That conversation lit a fire under me, and I wrote some R programs to map and profile wind speed and direction. It turns out that the Hadley circulation is real and it does relate to the ocean gyres. Figure 2 diagrams the circulation.

Figure 2. A diagram of a portion of the Hadley circulation. Click on the image to see full size.

Figure 2 (as well as figures 3, 4, and 5) show speed-weighted vector-averaged “wind arrows” where the x axis is wind speed, the y axis is air pressure, and the arrows point in the direction the wind is blowing (opposite the meteorological convention). The details of how the wind direction is computed, and the R code can be seen in the supplementary materials and in Appendix A of the paper. Figure 2 is only for the month of January and for weather stations between 10°S and the equator (slice “-10”, slices are named for their southern boundary). The wind direction changes when the wind speed slows between about 450 to 500 hPa. Above the slow down, the winds are blowing away from the equator and the Intertropical Convergence Zone (ITCZ, about 5°S in January on average) and the speed of the wind increases with altitude. Below the slow down the winds reverse and blow equatorward (northwest in this case) and speed slightly increases toward the surface.

The key problem with the molar density discussion in Connolly and Connolly (2014 and 2014a) was they did not map their results. Thus, they could not see evidence of the Hadley circulation (Hadley, 1735) and speculated that it might not exist (Connolly et al., 2021). In May 2025, I argue that it does exist, but it is a complex 3D circulation and not a simple 2D north-south circulation as it is often portrayed in the literature (Dima & Wallace, 2003) and (Cook & Webster, 2004). A similar view of a more complex 3D Hadley circulation is presented in (Karnauskas & Ummenhofer, 2014), where they also explain some of the processes involved.

High in the troposphere, the rising air in the ITCZ is diverted horizontally when it hits the highly stratified stratosphere and progresses poleward in both hemispheres. The force of the rising air in the ITCZ also pushes the tropical stratosphere higher than 14 km. It then begins a long path down to the surface as water vapor freezes out of it, which increases the air density (water vapor has a molecular weight of 18 versus 29 for dry air). When the dehydrated air reaches the surface, it warms and creates a high-pressure arid region.
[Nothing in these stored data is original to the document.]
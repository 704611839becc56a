// Helper functions for safe logging

use serde_json::{Map, Value};

/// Masks tokens for safe logging
/// Shows only first and last 4 characters
///
/// # Example
/// ```
/// let masked = misikir::common::safe_token_log("eyJhbGciOiJIUzI1NiIsInR5cCI6IkpXVCJ9");
/// assert_eq!(masked, "eyJh...VCJ9");
/// ```
pub fn safe_token_log(token: &str) -> String {
    if token.len() > 8 && token.is_ascii() {
        format!("{}...{}", &token[..4], &token[token.len() - 4..])
    } else {
        "***".to_string()
    }
}

/// Copy of a JSON body with signature and credential fields masked
pub fn redact_json(value: &Value) -> Value {
    const SENSITIVE: [&str; 5] = ["hash", "password", "access", "refresh", "token"];

    match value {
        Value::Object(map) => {
            let redacted: Map<String, Value> = map
                .iter()
                .map(|(key, v)| {
                    if SENSITIVE.contains(&key.as_str()) {
                        (key.clone(), Value::String("***".to_string()))
                    } else {
                        (key.clone(), redact_json(v))
                    }
                })
                .collect();
            Value::Object(redacted)
        }
        Value::Array(items) => Value::Array(items.iter().map(redact_json).collect()),
        other => other.clone(),
    }
}
// Environment configuration for the server and the API client

use std::env;
use std::time::Duration;

pub const DEFAULT_BACKEND_URL: &str = "http://localhost:8000";
pub const DEFAULT_PORT: u16 = 3000;
pub const DEFAULT_CORS_ORIGINS: &str = "http://localhost:3000,http://localhost:5173";
pub const DEFAULT_REFRESH_TIMEOUT_SECS: u64 = 30;

#[derive(Debug, Clone)]
pub struct AppConfig {
    /// Absent when `TELEGRAM_BOT_TOKEN` is unset or blank; the Telegram
    /// endpoint then answers every request with a generic server error.
    pub telegram_bot_token: Option<String>,
    pub backend_url: String,
    pub port: u16,
    pub cors_origins: Vec<String>,
    pub refresh_timeout: Duration,
}

impl AppConfig {
    pub fn from_env() -> Self {
        Self::from_lookup(|key| env::var(key).ok())
    }

    pub fn from_lookup<F>(lookup: F) -> Self
    where
        F: Fn(&str) -> Option<String>,
    {
        let non_empty = |key: &str| lookup(key).map(|v| v.trim().to_string()).filter(|v| !v.is_empty());

        let backend_url = non_empty("BACKEND_URL")
            .unwrap_or_else(|| DEFAULT_BACKEND_URL.to_string())
            .trim_end_matches('/')
            .to_string();

        let port = non_empty("PORT")
            .and_then(|p| p.parse::<u16>().ok())
            .unwrap_or(DEFAULT_PORT);

        let cors_origins = non_empty("CORS_ORIGINS")
            .unwrap_or_else(|| DEFAULT_CORS_ORIGINS.to_string())
            .split(',')
            .map(|origin| origin.trim().to_string())
            .filter(|origin| !origin.is_empty())
            .collect();

        let refresh_timeout = non_empty("REFRESH_TIMEOUT_SECS")
            .and_then(|s| s.parse::<u64>().ok())
            .filter(|secs| *secs > 0)
            .map(Duration::from_secs)
            .unwrap_or(Duration::from_secs(DEFAULT_REFRESH_TIMEOUT_SECS));

        Self {
            telegram_bot_token: non_empty("TELEGRAM_BOT_TOKEN"),
            backend_url,
            port,
            cors_origins,
            refresh_timeout,
        }
    }
}

#[cfg(test)]
mod tests {
    use super::*;
    use std::collections::HashMap;

    fn config_from(pairs: &[(&str, &str)]) -> AppConfig {
        let vars: HashMap<String, String> = pairs
            .iter()
            .map(|(k, v)| (k.to_string(), v.to_string()))
            .collect();
        AppConfig::from_lookup(|key| vars.get(key).cloned())
    }

    #[test]
    fn test_defaults_when_unset() {
        let config = config_from(&[]);

        assert!(config.telegram_bot_token.is_none());
        assert_eq!(config.backend_url, DEFAULT_BACKEND_URL);
        assert_eq!(config.port, DEFAULT_PORT);
        assert_eq!(config.cors_origins.len(), 2);
        assert_eq!(config.refresh_timeout, Duration::from_secs(30));
    }

    #[test]
    fn test_values_from_environment() {
        let config = config_from(&[
            ("TELEGRAM_BOT_TOKEN", "123:ABC"),
            ("BACKEND_URL", "https://api.misikir.et/"),
            ("PORT", "8081"),
            ("CORS_ORIGINS", "https://misikir.et, https://www.misikir.et"),
            ("REFRESH_TIMEOUT_SECS", "5"),
        ]);

        assert_eq!(config.telegram_bot_token.as_deref(), Some("123:ABC"));
        assert_eq!(config.backend_url, "https://api.misikir.et");
        assert_eq!(config.port, 8081);
        assert_eq!(
            config.cors_origins,
            vec!["https://misikir.et", "https://www.misikir.et"]
        );
        assert_eq!(config.refresh_timeout, Duration::from_secs(5));
    }

    #[test]
    fn test_blank_bot_token_counts_as_missing() {
        let config = config_from(&[("TELEGRAM_BOT_TOKEN", "   "), ("PORT", "not-a-port")]);

        assert!(config.telegram_bot_token.is_none());
        assert_eq!(config.port, DEFAULT_PORT);
    }
}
The Hadley circulation is hard to detect because the area of rising humid tropical air, the center of the ITCZ, is constantly moving north and south with the sun as the seasons change. You must check the air flow at the right spot and at the right time. Fortunately, the ITCZ in January is roughly at 5°S (May, 2025) on average and in the Northern Hemisphere winter the Hadley circulation is slightly stronger than in other months (Nguyen, et al., 2013).

The other evidence for the existence of the Hadley circulation are the subtropical deserts, like the Sahara, the Australian Outback, and the Atacama Deserts, these desert regions are circled in figure 3.

Figure 3. Wind arrows (showing the direction the wind is blowing to) for all weather stations in the upper troposphere. The wind direction shown is a speed weighted vector average from 1990-2025 for September. The subtropical desert regions are circled. Click on the image to see full size.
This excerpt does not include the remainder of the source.